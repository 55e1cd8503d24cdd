use crate::glob_files;
use camino::Utf8PathBuf;
use fs_err as fs;
use pkgmove_domain::DirectiveBlock;
use std::collections::BTreeSet;
use tracing::debug;

/// Directive resources live under `META-INF` and end in `.packagemove`.
pub const DIRECTIVE_RESOURCE_PATTERN: &str = "**/META-INF/**/*.packagemove";

/// Read every directive resource under the given dependency roots.
///
/// Roots are visited in order and paths are sorted within a root, which is the order the blocks
/// must be merged in. A path reachable from two roots is read once, at its first occurrence.
/// A root that does not exist contributes nothing.
pub fn load_directive_sources(roots: &[Utf8PathBuf]) -> anyhow::Result<Vec<DirectiveBlock>> {
    let mut seen = BTreeSet::new();
    let mut out = Vec::new();
    for root in roots {
        if !root.is_dir() {
            debug!(root = %root, "directive root missing; skipping");
            continue;
        }
        let paths = glob_files(root, DIRECTIVE_RESOURCE_PATTERN)?;
        debug!(root = %root, resources = paths.len(), "scanned directive root");
        for path in paths {
            if !seen.insert(path.clone()) {
                continue;
            }
            let text = fs::read_to_string(&path)?;
            out.push(DirectiveBlock::new(path.as_str(), text));
        }
    }
    Ok(out)
}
-------------------------
- [What you have to do]
Quote the data above verbatim from its first line to the line that includes "pub fn load_directive_sources(roots: &[Utf8PathBuf])", with both boundary lines retained.

- [Answer area]
repository 55e1cd8503d24cdd
use crate::glob_files;
use camino::Utf8PathBuf;
use fs_err as fs;
use pkgmove_domain::DirectiveBlock;
use std::collections::BTreeSet;
use tracing::debug;

/// Directive resources live under `META-INF` and end in `.packagemove`.
pub const DIRECTIVE_RESOURCE_PATTERN: &str = "**/META-INF/**/*.packagemove";

/// Read every directive resource under the given dependency roots.
///
/// Roots are visited in order and paths are sorted within a root, which is the order the blocks
/// must be merged in. A path reachable from two roots is read once, at its first occurrence.
/// A root that does not exist contributes nothing.
pub fn load_directive_sources(roots: &[Utf8PathBuf]) -> anyhow::Result<Vec<DirectiveBlock>> {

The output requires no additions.